Между тем, российские дипломаты продолжали уделять пристальное внимание ратификации конвенций, заключенных нейтральными странами. Так, 26 февраля 1781 г. Гаррис извещал лорда Стормонта о том, что уже произошел обмен ратификаций конвенции с голландцами, «подарки с каждой стороны уже сделаны, и все дело совершенно окончено». Беспокоило Гарриса намерение императрицы закрепить судоходство по Балтийскому морю во время конфликта Великобритании и Голландии исключительно за российскими, шведскими и датскими крейсерами. Об этом он извещал Стормонта в марте 1781 г. Впрочем, из разговора с Паниным посол узнал, что Екатерина побеспокоилась, чтобы навигация для британских судов по Балтийскому морю оставалась «столь же безопасной, как во времена самого глубокого мира». Однако более подробной информации от графа Гаррису так и не удалось получить, а потому он с нетерпением ожидал, когда поправится его «друг» князь Потемкин, «который один видит … переписку».
Потерпев неудачу в переговорах о Менорке, Гаррис счел своим успехом то, что сумел обратить внимание Екатерины на условия мира с Голландией. Он добился, чтобы эти условия не оказались для англичан «унизительными». «Правда, мне не удалось воспрепятствовать ратификации конвенции с Голландией, – сообщал Гаррис в Лондон, – но мне удалось устранить немедленное зло, которым это событие нам угрожало»549.
Для достижения своей цели посол использовал, как и прежде, посредничество своего «друга» – князя Потемкина. В марте 1781 г. императрица подарила Потемкину, как полагал Гаррис, «без всякой причины», 40 тыс. ф. ст. Между тем, продолжал посол, князь «до того избалован, что счел эту сумму едва заслуживающей благодарности». В указе, отправленном казначейству, это вознаграждение предоставлялось князю Потемкину за помощь, которую он оказал императрице при заключении вооруженного нейтралитета. Гаррис отметил такую деталь: князь «сам настоял на помещении этой крупной лжи, во избежание на будущее время подозрения в том, что он был нами подкуплен»550.

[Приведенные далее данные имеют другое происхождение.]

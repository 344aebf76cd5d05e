//! Errors produced while compiling paths, filling parameters and running navigations.

use thiserror::Error;

/// A path template could not be turned into a matcher.
#[derive(Debug, Error)]
pub enum PathCompileError {
    /// The template (usually a custom parameter pattern) produced an invalid regular expression.
    #[error("invalid pattern in path template {template:?}")]
    InvalidPattern {
        /// The offending template.
        template: String,
        /// The underlying regex error.
        #[source]
        source: regex::Error,
    },
}

/// Parameters could not be filled into a path template.
#[derive(Debug, Clone, Error, PartialEq, Eq)]
pub enum ParamFillError {
    #[error("expected \"{name}\" to be defined")]
    Missing { name: String },

    #[error("expected \"{name}\" to not repeat, but received {value:?}")]
    Repeated { name: String, value: Vec<String> },

    #[error("expected \"{name}\" to not be empty")]
    Empty { name: String },

    #[error("expected \"{name}\" to match \"{pattern}\", but received {value:?}")]
    Mismatch {
        name: String,
        pattern: String,
        value: String,
    },

    #[error("path template {template:?} does not compile")]
    Compile { template: String },
}

/// An error reported by a navigation guard or while loading lazy components.
///
/// Aborts the transition it occurs in and is delivered to the router's error observers.
#[derive(Debug, Clone, Error, PartialEq, Eq)]
pub enum NavigationError {
    /// A guard reported an error, either through `next` or by returning `Err`.
    #[error("navigation guard failed: {0}")]
    Guard(String),

    /// A lazy component rejected.
    #[error("failed to resolve async component {slot}: {reason}")]
    AsyncComponent { slot: String, reason: String },
}

impl NavigationError {
    /// Create a [`NavigationError::Guard`] from anything printable.
    pub fn guard(message: impl std::fmt::Display) -> Self {
        Self::Guard(message.to_string())
    }
}

/// The reason a transition did not commit.
#[derive(Debug, Clone, Error, PartialEq, Eq)]
pub enum NavigationFailure {
    /// The target is the current route; only the visible location was resynchronized.
    #[error("avoided redundant navigation to current location: {0:?}")]
    Duplicated(String),

    /// A guard called `next(false)`.
    #[error("navigation cancelled from {from:?} to {to:?} with a navigation guard")]
    Cancelled { from: String, to: String },

    /// A guard redirected to another location; a new transition was started for it.
    #[error("redirected when going from {from:?} to {to:?} via a navigation guard")]
    Redirected { from: String, to: String },

    /// A newer transition became pending before this one finished.
    #[error("navigation to {to:?} was superseded by a newer navigation")]
    Superseded { to: String },

    /// A guard or a lazy component failed.
    #[error(transparent)]
    Error(#[from] NavigationError),
}

impl NavigationFailure {
    /// The underlying error, if the failure was caused by one.
    pub fn error(&self) -> Option<&NavigationError> {
        match self {
            Self::Error(error) => Some(error),
            _ => None,
        }
    }
}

В это время отношения между Екатериной и князем Потемкиным осложнились из-за нового фаворита императрицы – Мордвинова. Князь был рассержен и, не стесняясь в выражениях, поведал Гаррису все, что он думал о своей государыне. Он «распространился о ее характере более, чем когда бы то ни было до тех пор», сообщал посол. Заявил, что императрица «опустилась больше, чем можно себе вообразить»; она не понимала интересов своей империи, подозревала своих друзей и доверяла врагам, «с таким упорством держалась собственного мнения, что принимала советы, когда они вполне согласовались с ее мыслями». Она сделалась «нечувствительной даже к славе и не слушала ничего, кроме самой преувеличенной лести; словом, ее характер … подчинялся лишь первому порыву страсти, а здравый совет и систематическое рассуждение были для нее несносны». Сказав все это, Потемкин прибавил, что «решился не вступаться более в дела государственные; что участие, принимаемое им в этих вопросах, лишь умножило число его врагов и возбудило зависть в императрице, нимало не послужив к пользе дела и друзей, которым он желал служить, что им он останется неизменно преданным и убежден, что как только Ее Императорское Величество почувствует последствия своих заблуждений, … она к нему … обратится за помощью»551 .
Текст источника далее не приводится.